二章 恒星と星屑

第十話①

 無理矢理押し付けられた順位戦に勝利して週明け。

 完全休日なのにこれまた押しかけて来た師匠とステルラに構っていたら一日が過ぎ去り、俺の平穏な休日が訪れなかったことに憤りを覚えつつ登校した。


「おやおや。“英雄”サンじゃないか」

「なんだそれは。説明を要求する」


 からかい口調で言ってきたアルに返事をしつつ鞄を机に置く。


「君の異名だよ。学園長が速攻で決めたらしいよ」

「学園長……魔祖が?」


 あのロリババァマジでロクな事しないな。

 記憶の中でもまあまあ無自覚邪悪だし、ひたすらステルラの才能にゲロと泥を混ぜ込んでカスみたいな性格を盛り込んだ、みたいな人格をしている。師匠を禁則兵団から解放した時とかあまりにも趣味悪すぎて真顔になってしまった。


「なんでも


『エイリアスの奴引き摺りすぎじゃ!! ワハハ、面白いから異名は“英雄”で!』


 ……って」

「ふーん、覚えた」


 今日また一人いつか負かすリストにぶち込んで席に座る。

 なにが英雄だ。俺は武器が無ければその英雄の剣技を再現する事も出来ない程度の人間でしかない。それを見抜いたうえで名付けたのだろうが、師匠が渋い顔をしているのが容易に予想できる。


 魔祖は魔法的技能で言えば誰も追い縋る事の出来ない圧倒的な基盤を持つ。

 土壌の存在しない技術体系を自身で作り上げた手腕は伊達ではなく、どんな人物であっても彼女の後追いになる。
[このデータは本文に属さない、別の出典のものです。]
use api::hash_kind::HashKind;
use api::network::Network;
use api::units;
use dioxus::prelude::*;
use dioxus_logger::tracing;

use crate::app_state::AppState;
use crate::components::form_status::FormStatus;
use crate::components::hash_display::HashDisplay;
use crate::components::hash_link::HashLink;
use crate::components::pico::Card;
use crate::components::pico::Grid;
use crate::components::transaction_details::TransactionDetails;
use crate::hooks::use_view_scope::use_view_scope;
use crate::route::RouteParams;
use crate::state::explore;
use crate::state::explore::ExploreState;
use crate::state::explore::Mount;
use crate::state::explore::QueryResult;
use crate::Route;

/// `/:kind/:hash`, always on mainnet.
#[component]
pub fn ExploreScreen(kind: HashKind, hash: String) -> Element {
    let params = RouteParams::new(kind, hash, None);
    let key = format!("{}/{}", kind, params.hash);
    rsx! { ExploreView { key: "{key}", params } }
}

/// `/:kind/:hash/:network`.
#[component]
pub fn ExploreNetworkScreen(kind: HashKind, hash: String, network: String) -> Element {
    let params = RouteParams::new(kind, hash, Some(&network));
    let key = format!("{}/{}/{}", kind, params.hash, params.network);
    rsx! { ExploreView { key: "{key}", params } }
}

#[component]
fn ExploreView(params: RouteParams) -> Element {
    let app_state = use_context::<AppState>();
    let navigator = use_navigator();
    let scope = use_view_scope();

    let mount = use_hook(|| ExploreState::mount(&params));
    let mut state = use_signal(|| match &mount {
        Mount::Ready(initial) => initial.clone(),
        Mount::Redirect => ExploreState::default(),
    });

    use_hook(move || match mount {
        Mount::Redirect => {
            navigator.replace(Route::Search {});
        }
        Mount::Ready(initial) => {
            tracing::info!("exploring {} {} on {}", initial.hash_kind, initial.hash, initial.network);
            let max_listed = app_state.max_listed_hashes();
            spawn(async move {
                let settled = explore::load(&app_state.tangle, &scope, max_listed, initial, |next| {
                    state.set(next.clone())
                })
                .await;
                if settled.is_none() {
                    tracing::warn!("explore view closed before its query settled");
                }
            });
        }
    });

    let current = state.read();
    let title = current.hash_kind.title();
    let network = current.network;

    rsx! {
        Card {
            h3 { "{title}" }
            if current.hash_kind.is_address() {
                HashDisplay { hash: current.hash.clone(), checksum: current.checksum.clone() }
            } else if !current.hash_kind.is_transaction() {
                HashDisplay { hash: current.hash.clone() }
            }
            if !current.validation_message.is_empty() {
                FormStatus {
                    message: current.validation_message.clone(),
                    is_busy: false,
                    is_error: true,
                }
            } else {
                FormStatus {
                    message: current.status.clone(),
                    is_busy: current.is_busy,
                    is_error: current.is_errored,
                }
            }
            match current.result.clone() {
                Some(QueryResult::SingleTransaction { payload }) => rsx! {
                    TransactionDetails { transaction: payload, network }
                },
                Some(QueryResult::HashList { ids, balance, .. }) => rsx! {
                    HashListPanel {
                        ids,
                        balance,
                        count: current.count_label().unwrap_or_default(),
                        network,
                    }
                },
                _ => rsx! {},
            }
        }
    }
}

/// The transactions found for an address, tag or bundle.
#[component]
fn HashListPanel(ids: Vec<String>, balance: Option<u64>, count: String, network: Network) -> Element {
    rsx! {
        Grid {
            if let Some(balance) = balance {
                div {
                    strong { "Balance" }
                    p { "{units::format_best(balance)}" }
                }
            }
            div {
                strong { "Number of Transactions" }
                p { "{count}" }
            }
        }
        div {
            style: "overflow-y: auto; min-height: 0;",
            table {
                tbody {
                    for id in ids {
                        tr {
                            key: "{id}",
                            td {
                                HashLink { hash: id.clone(), kind: HashKind::Transaction, network }
                            }
                        }
                    }
                }
            }
        }
    }
}
//! The simple transaction form: composing and attaching a zero-value
//! message transaction.

use std::sync::Arc;

use api::bundle::Transfer;
use api::network::Network;
use api::pow::LoadBalancerSettings;
use api::pow::LocalPowGuard;
use api::pow::PowProvider;
use api::tangle::TangleSubmit;
use api::trytes;
use api::trytes::HASH_TRYTES;
use api::ApiError;
use dioxus_logger::tracing;

use super::scope::ViewScope;
use crate::validation;

pub const POW_STATUS: &str = "Performing Local Proof of Work, please wait...";

#[derive(Clone, Copy, Debug, PartialEq, Eq, Default, strum::EnumIs)]
pub enum SubmitPhase {
    #[default]
    Editing,
    Submitting,
    Settled,
}

#[derive(Clone, Debug, PartialEq, Eq)]
pub enum SubmitEvent {
    AddressChanged(String),
    MessageChanged(String),
    TagChanged(String),
    NetworkChanged(Network),
    SubmitRequested,
    Submitted { transaction_hash: String },
    Failed { message: String },
}

#[derive(Clone, Debug, PartialEq, Eq, Default)]
pub struct SimpleTransactionState {
    pub address: String,
    pub message: String,
    pub tag: String,
    pub network: Network,
    pub address_validation: String,
    pub tag_validation: String,
    pub is_valid: bool,
    pub is_busy: bool,
    pub status: String,
    pub is_errored: bool,
    pub transaction_hash: String,
    pub phase: SubmitPhase,
}

impl SimpleTransactionState {
    pub fn new(network: Network) -> Self {
        Self {
            network,
            ..Default::default()
        }
    }

    pub fn can_submit(&self) -> bool {
        self.is_valid && !self.is_busy
    }

    fn revalidate(mut self) -> Self {
        self.address_validation = validation::validate_address_field(&self.address)
            .err()
            .map(|e| e.to_string())
            .unwrap_or_default();
        self.tag_validation = validation::validate_tag_field(&self.tag)
            .err()
            .map(|e| e.to_string())
            .unwrap_or_default();
        self.is_valid = self.address_validation.is_empty() && self.tag_validation.is_empty();
        self
    }

    pub fn apply(self, event: SubmitEvent) -> Self {
        match event {
            // The form is read only while submitting.
            SubmitEvent::AddressChanged(_)
            | SubmitEvent::MessageChanged(_)
            | SubmitEvent::TagChanged(_)
            | SubmitEvent::NetworkChanged(_)
                if self.is_busy =>
            {
                self
            }
            SubmitEvent::AddressChanged(address) => Self { address, ..self }.revalidate(),
            SubmitEvent::TagChanged(tag) => Self { tag, ..self }.revalidate(),
            SubmitEvent::MessageChanged(message) => Self { message, ..self },
            SubmitEvent::NetworkChanged(network) => Self { network, ..self },
            SubmitEvent::SubmitRequested if self.can_submit() => Self {
                is_busy: true,
                status: POW_STATUS.to_string(),
                is_errored: false,
                transaction_hash: String::new(),
                phase: SubmitPhase::Submitting,
                ..self
            },
            SubmitEvent::Submitted { transaction_hash } if self.phase.is_submitting() => Self {
                is_busy: false,
                status: String::new(),
                is_errored: false,
                transaction_hash,
                phase: SubmitPhase::Settled,
                ..self
            },
            SubmitEvent::Failed { message } if self.phase.is_submitting() => Self {
                is_busy: false,
                status: message,
                is_errored: true,
                phase: SubmitPhase::Settled,
                ..self
            },
            _ => self,
        }
    }

    /// The zero-value transfer described by the form.
    pub fn transfer(&self) -> Transfer {
        Transfer {
            address: self.address.to_uppercase(),
            value: 0,
            tag: self.tag.to_uppercase(),
            message: trytes::text_to_trytes(&self.message),
        }
    }
}

/// Where submissions get their node settings, proof of work and API from.
pub trait SubmitBackend {
    type Api: TangleSubmit;

    fn load_balancer(&self, network: Network) -> Arc<LoadBalancerSettings>;

    /// The provider to install for the duration of a submission. `None`
    /// leaves attachment to the node.
    fn pow_provider(&self) -> Option<Arc<dyn PowProvider>>;

    fn compose_api(&self, settings: Arc<LoadBalancerSettings>) -> Result<Self::Api, ApiError>;
}

/// Attaches the form's transfer and reports how it went.
///
/// Local proof of work stays enabled on the network's load balancer until
/// this returns, whatever the outcome.
pub async fn submit<B: SubmitBackend>(backend: &B, state: &SimpleTransactionState) -> SubmitEvent {
    let settings = backend.load_balancer(state.network);
    let _pow = LocalPowGuard::enable(settings.clone(), backend.pow_provider());

    match attach(backend, settings, state.transfer()).await {
        Ok(transaction_hash) => {
            tracing::info!("attached transaction {}", transaction_hash);
            SubmitEvent::Submitted { transaction_hash }
        }
        Err(e) => {
            tracing::warn!("attach failed: {}", e);
            SubmitEvent::Failed {
                message: e.to_string(),
            }
        }
    }
}

async fn attach<B: SubmitBackend>(
    backend: &B,
    settings: Arc<LoadBalancerSettings>,
    transfer: Transfer,
) -> Result<String, ApiError> {
    let api = backend.compose_api(settings)?;
    let seed = "9".repeat(HASH_TRYTES);
    let trytes = api.prepare_transfers(&seed, &[transfer]).await?;

    // 0 lets the load balancer use each node's depth and weight.
    let transactions = api.send_trytes(&trytes, 0, 0).await?;
    transactions
        .first()
        .map(|tx| tx.hash.clone())
        .ok_or_else(|| anyhow::anyhow!("the node returned no transactions"))
}

/// Requests a submission, runs it and settles the form, committing each
/// new state while `scope` is live.
pub async fn run_submission<B: SubmitBackend>(
    backend: &B,
    scope: &ViewScope,
    state: SimpleTransactionState,
    mut commit: impl FnMut(&SimpleTransactionState),
) -> Option<SimpleTransactionState> {
    if !state.can_submit() {
        return Some(state);
    }
    let state = state.apply(SubmitEvent::SubmitRequested);
    commit(&state);

    let outcome = scope.settle(submit(backend, &state)).await?;
    let state = state.apply(outcome);
    commit(&state);
    Some(state)
}

#[cfg(test)]
mod tests {
    use super::*;
    use api::config::NetworkConfiguration;
    use api::transaction::Transaction;
    use std::sync::atomic::AtomicUsize;
    use std::sync::atomic::Ordering;
    use std::sync::Mutex;

    #[derive(Default)]
    struct CountingPow {
        attached: AtomicUsize,
        detached: AtomicUsize,
    }

    impl PowProvider for CountingPow {
        fn attach_to_tangle(&self, _: &str, _: &str, _: u8, trytes: &[String]) -> Result<Vec<String>, ApiError> {
            Ok(trytes.to_vec())
        }

        fn name(&self) -> &str {
            "counting"
        }

        fn on_attach(&self) {
            self.attached.fetch_add(1, Ordering::SeqCst);
        }

        fn on_detach(&self) {
            self.detached.fetch_add(1, Ordering::SeqCst);
        }
    }

    struct FakeApi {
        settings: Arc<LoadBalancerSettings>,
        fail_send: bool,
        sent: Arc<Mutex<Vec<(usize, u32, u8)>>>,
    }

    impl TangleSubmit for FakeApi {
        async fn prepare_transfers(&self, seed: &str, transfers: &[Transfer]) -> Result<Vec<String>, ApiError> {
            assert_eq!(seed, "9".repeat(81));
            Ok(api::bundle::prepare_transfers(transfers, 1_545_000_000)?)
        }

        async fn send_trytes(&self, trytes: &[String], depth: u32, mwm: u8) -> Result<Vec<Transaction>, ApiError> {
            // The provider must be installed while attaching.
            assert!(self.settings.pow_provider().is_some());
            self.sent.lock().unwrap().push((trytes.len(), depth, mwm));
            if self.fail_send {
                anyhow::bail!("Error: attachToTangle rejected");
            }
            Ok(trytes
                .iter()
                .map(|t| Transaction::from_trytes(t))
                .collect::<Result<_, _>>()?)
        }
    }

    struct FakeBackend {
        settings: Arc<LoadBalancerSettings>,
        pow: Arc<CountingPow>,
        fail_send: bool,
        sent: Arc<Mutex<Vec<(usize, u32, u8)>>>,
    }

    impl FakeBackend {
        fn new(fail_send: bool) -> Self {
            let config = NetworkConfiguration::default_for(Network::Devnet);
            Self {
                settings: Arc::new(LoadBalancerSettings::new(&config)),
                pow: Arc::new(CountingPow::default()),
                fail_send,
                sent: Arc::default(),
            }
        }
    }

    impl SubmitBackend for FakeBackend {
        type Api = FakeApi;

        fn load_balancer(&self, network: Network) -> Arc<LoadBalancerSettings> {
            assert_eq!(network, Network::Devnet);
            self.settings.clone()
        }

        fn pow_provider(&self) -> Option<Arc<dyn PowProvider>> {
            Some(self.pow.clone())
        }

        fn compose_api(&self, settings: Arc<LoadBalancerSettings>) -> Result<FakeApi, ApiError> {
            Ok(FakeApi {
                settings,
                fail_send: self.fail_send,
                sent: self.sent.clone(),
            })
        }
    }

    fn filled_form() -> SimpleTransactionState {
        SimpleTransactionState::new(Network::Devnet)
            .apply(SubmitEvent::AddressChanged("a".repeat(81)))
            .apply(SubmitEvent::TagChanged("explorer".to_string()))
            .apply(SubmitEvent::MessageChanged("hello tangle".to_string()))
    }

    #[test]
    fn fields_validate_as_they_change() {
        let state = SimpleTransactionState::new(Network::Mainnet)
            .apply(SubmitEvent::AddressChanged("A".repeat(80)));
        assert!(!state.is_valid);
        assert_eq!(
            state.address_validation,
            "The address hash must contain A-Z or 9 and be 81 or 90 trytes in length, it is length 80"
        );

        let state = state
            .apply(SubmitEvent::AddressChanged("A".repeat(90)))
            .apply(SubmitEvent::TagChanged("T".repeat(28)));
        assert!(state.address_validation.is_empty());
        assert!(!state.is_valid);
        assert!(state.tag_validation.ends_with("it is length 28"));

        let state = state.apply(SubmitEvent::TagChanged(String::new()));
        assert!(state.is_valid);
        assert!(state.can_submit());
    }

    #[tokio::test]
    async fn invalid_address_keeps_submit_disabled() {
        let backend = FakeBackend::new(false);
        let state = SimpleTransactionState::new(Network::Devnet)
            .apply(SubmitEvent::AddressChanged("A".repeat(80)));
        assert!(!state.can_submit());

        let requested = state.clone().apply(SubmitEvent::SubmitRequested);
        assert_eq!(requested, state);

        let mut commits = 0;
        let after = run_submission(&backend, &ViewScope::new(), state.clone(), |_| commits += 1).await;
        assert_eq!(after, Some(state));
        assert_eq!(commits, 0);
        assert_eq!(backend.pow.attached.load(Ordering::SeqCst), 0);
        assert!(backend.sent.lock().unwrap().is_empty());
    }

    #[tokio::test]
    async fn successful_submission_records_hash() {
        let backend = FakeBackend::new(false);
        let mut seen = Vec::new();
        let state = run_submission(&backend, &ViewScope::new(), filled_form(), |s| seen.push(s.clone()))
            .await
            .unwrap();

        assert_eq!(seen[0].status, POW_STATUS);
        assert!(seen[0].is_busy);
        assert_eq!(state.phase, SubmitPhase::Settled);
        assert_eq!(state.transaction_hash.len(), 81);
        assert!(!state.is_errored);
        assert!(!state.is_busy);
        assert!(state.status.is_empty());

        assert_eq!(backend.pow.attached.load(Ordering::SeqCst), 1);
        assert_eq!(backend.pow.detached.load(Ordering::SeqCst), 1);
        assert!(backend.settings.pow_provider().is_none());
        assert_eq!(*backend.sent.lock().unwrap(), vec![(1, 0, 0)]);
    }

    #[tokio::test]
    async fn failed_submission_still_detaches() {
        let backend = FakeBackend::new(true);
        let state = run_submission(&backend, &ViewScope::new(), filled_form(), |_| {})
            .await
            .unwrap();

        assert!(state.is_errored);
        assert!(!state.is_busy);
        assert_eq!(state.status, "Error: attachToTangle rejected");
        assert!(state.transaction_hash.is_empty());

        assert_eq!(backend.pow.attached.load(Ordering::SeqCst), 1);
        assert_eq!(backend.pow.detached.load(Ordering::SeqCst), 1);
        assert!(backend.settings.pow_provider().is_none());
    }

    #[test]
    fn form_is_locked_while_submitting() {
        let submitting = filled_form().apply(SubmitEvent::SubmitRequested);
        assert!(submitting.is_busy);
        assert!(!submitting.can_submit());

        let unchanged = submitting.clone().apply(SubmitEvent::AddressChanged(String::new()));
        assert_eq!(unchanged, submitting);
        assert_eq!(submitting.clone().apply(SubmitEvent::SubmitRequested), submitting);
    }

    #[test]
    fn transfer_is_upper_cased_and_encoded() {
        let transfer = filled_form().transfer();
        assert_eq!(transfer.address, "A".repeat(81));
        assert_eq!(transfer.tag, "EXPLORER");
        assert_eq!(transfer.value, 0);
        assert_eq!(trytes::trytes_to_text(&transfer.message).as_deref(), Some("hello tangle"));
    }
}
実年齢はわからん、英雄の記憶を覗いても何時から生きてるのかわからなかった。


 アレを年齢不詳とかでバカにしたら殺されるかもしれない。

 よくもまぁあの女を惚れさせたモノだ。かつての英雄の底知れない魅力なのか、それともあの女が倒錯的すぎたのか。


「で、感想は?」

「最悪だ。今すぐにでも訂正させてやりたい」


 意味が無いだろうが。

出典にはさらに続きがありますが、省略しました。